Wright Medical Group, Inc.’s road for reaching FDA approval for its PMA (premarket application) for Augment Bone Graft has been rocky and highlighted by a contentious FDA orthopedic panel meeting in 2011.

On August 8, 2013, the company received an 18-page “not approvable” letter from the FDA for the product. The FDA said it was “concerned that the population enrolled was predominately low risk and, therefore, may not have warranted the use of either autograft or Augment Bone Graft.”

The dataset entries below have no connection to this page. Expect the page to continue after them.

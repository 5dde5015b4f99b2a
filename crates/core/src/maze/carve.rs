//! Randomized depth-first backtracker over the odd-coordinate room lattice.

use crate::types::{Cell, Pos};

use super::draw::UniformDraw;
use super::grid::Grid;

/// Room-to-room steps in draw order: +x, -x, +y, -y.
const LATTICE_STEPS: [(i32, i32); 4] = [(2, 0), (-2, 0), (0, 2), (0, -2)];

#[derive(Clone, Copy, Debug, PartialEq, Eq)]
struct Passage {
    room: Pos,
    wall: Pos,
}

/// Carves a spanning tree of rooms into an all-wall `grid` and returns the start room.
///
/// Every room joins the tree through exactly one wall cell, so the carved region is connected
/// and acyclic.
pub(super) fn carve_backtracker<R: UniformDraw + ?Sized>(grid: &mut Grid, rng: &mut R) -> Pos {
    let rooms_x = grid.width() / 2;
    let rooms_y = grid.height() / 2;
    let start = Pos {
        x: 2 * rng.draw_index(rooms_x) as i32 + 1,
        y: 2 * rng.draw_index(rooms_y) as i32 + 1,
    };

    let mut visited = vec![false; grid.width() * grid.height()];
    grid.set(start, Cell::Path);
    visited[grid.index(start)] = true;
    let mut stack = vec![start];

    while let Some(&current) = stack.last() {
        let passages = unvisited_passages(grid, &visited, current);
        if passages.is_empty() {
            stack.pop();
            continue;
        }

        let next = passages[rng.draw_index(passages.len())];
        grid.set(next.wall, Cell::Path);
        grid.set(next.room, Cell::Path);
        visited[grid.index(next.room)] = true;
        stack.push(next.room);
    }

    start
}

fn unvisited_passages(grid: &Grid, visited: &[bool], current: Pos) -> Vec<Passage> {
    let mut passages = Vec::with_capacity(LATTICE_STEPS.len());
    for (dx, dy) in LATTICE_STEPS {
        let room = Pos { y: current.y + dy, x: current.x + dx };
        if !grid.in_bounds(room) || visited[grid.index(room)] {
            continue;
        }
        let wall = Pos { y: current.y + dy / 2, x: current.x + dx / 2 };
        passages.push(Passage { room, wall });
    }
    passages
}

#[cfg(test)]
mod tests {
    use super::*;
    use crate::maze::draw::ScriptedDraws;

    #[test]
    fn first_two_draws_pick_the_start_room() {
        let mut grid = Grid::walled(9, 7);
        let mut draws = ScriptedDraws::new([3, 2]);
        let start = carve_backtracker(&mut grid, &mut draws);

        assert_eq!(start, Pos { y: 5, x: 7 });
        assert_eq!(grid.cell_at(start), Cell::Path);
    }

    #[test]
    fn scripted_walk_carves_expected_corridors() {
        // Start at (1,1), step +x to (3,1), then the only exits lead to (3,3) and (1,3).
        let mut grid = Grid::walled(5, 5);
        let mut draws = ScriptedDraws::new([0, 0, 0, 0, 0]);
        carve_backtracker(&mut grid, &mut draws);

        assert_eq!(grid.rows(), vec!["#####", "#...#", "###.#", "#...#", "#####"]);
    }

    #[test]
    fn border_is_never_carved() {
        let mut grid = Grid::walled(11, 11);
        let mut draws = ScriptedDraws::new([4, 4, 1, 3, 2, 0, 1, 1, 2, 3, 0, 1]);
        carve_backtracker(&mut grid, &mut draws);

        for i in 0..11 {
            assert_eq!(grid.cell_at(Pos { y: 0, x: i }), Cell::Wall);
            assert_eq!(grid.cell_at(Pos { y: 10, x: i }), Cell::Wall);
            assert_eq!(grid.cell_at(Pos { y: i, x: 0 }), Cell::Wall);
            assert_eq!(grid.cell_at(Pos { y: i, x: 10 }), Cell::Wall);
        }
    }
}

But on March 10, 2014, the company announced it has reached an agreement with the FDA’s Office of Device Evaluation (ODE) under which ODE will accept a further amendment to the PMA for the bone graft in lieu of proceeding with the Dispute Resolution Panel (DRP) that was scheduled for the week of May 19, 2014. The agreement with ODE remains subject to final approval by the FDA appeal authority. That approval is expected shortly.

The PMA amendment, which the company expects to submit on or about March 31, 2014, will consist of analyses of pre-existing radiographic films of clinical study patients at pre-operative and post-operative time points. ODE, according to the company announcement, has committed to an expeditious review of the PMA amendment and agreed to issue a determination on whether the PMA is approvable no later than 180 days after submission of the PMA amendment. The company intends to renew the DRP process if the PMA amendment fails to result in a reversal of ODE’s previous not approvability determination.

Robert Palmisano, Wright’s president and CEO, said while the development is cause for somewhat greater optimism than the company has thus far had reason to embrace, “It is important to reiterate that the parties’ positions are still far apart and there is no guarantee this PMA amendment will result in an approval for Augment Bone Graft. Nevertheless, we are pleased we were able to work collaboratively with FDA to identify a path forward that does not require new clinical studies to get to the next approvability determination.”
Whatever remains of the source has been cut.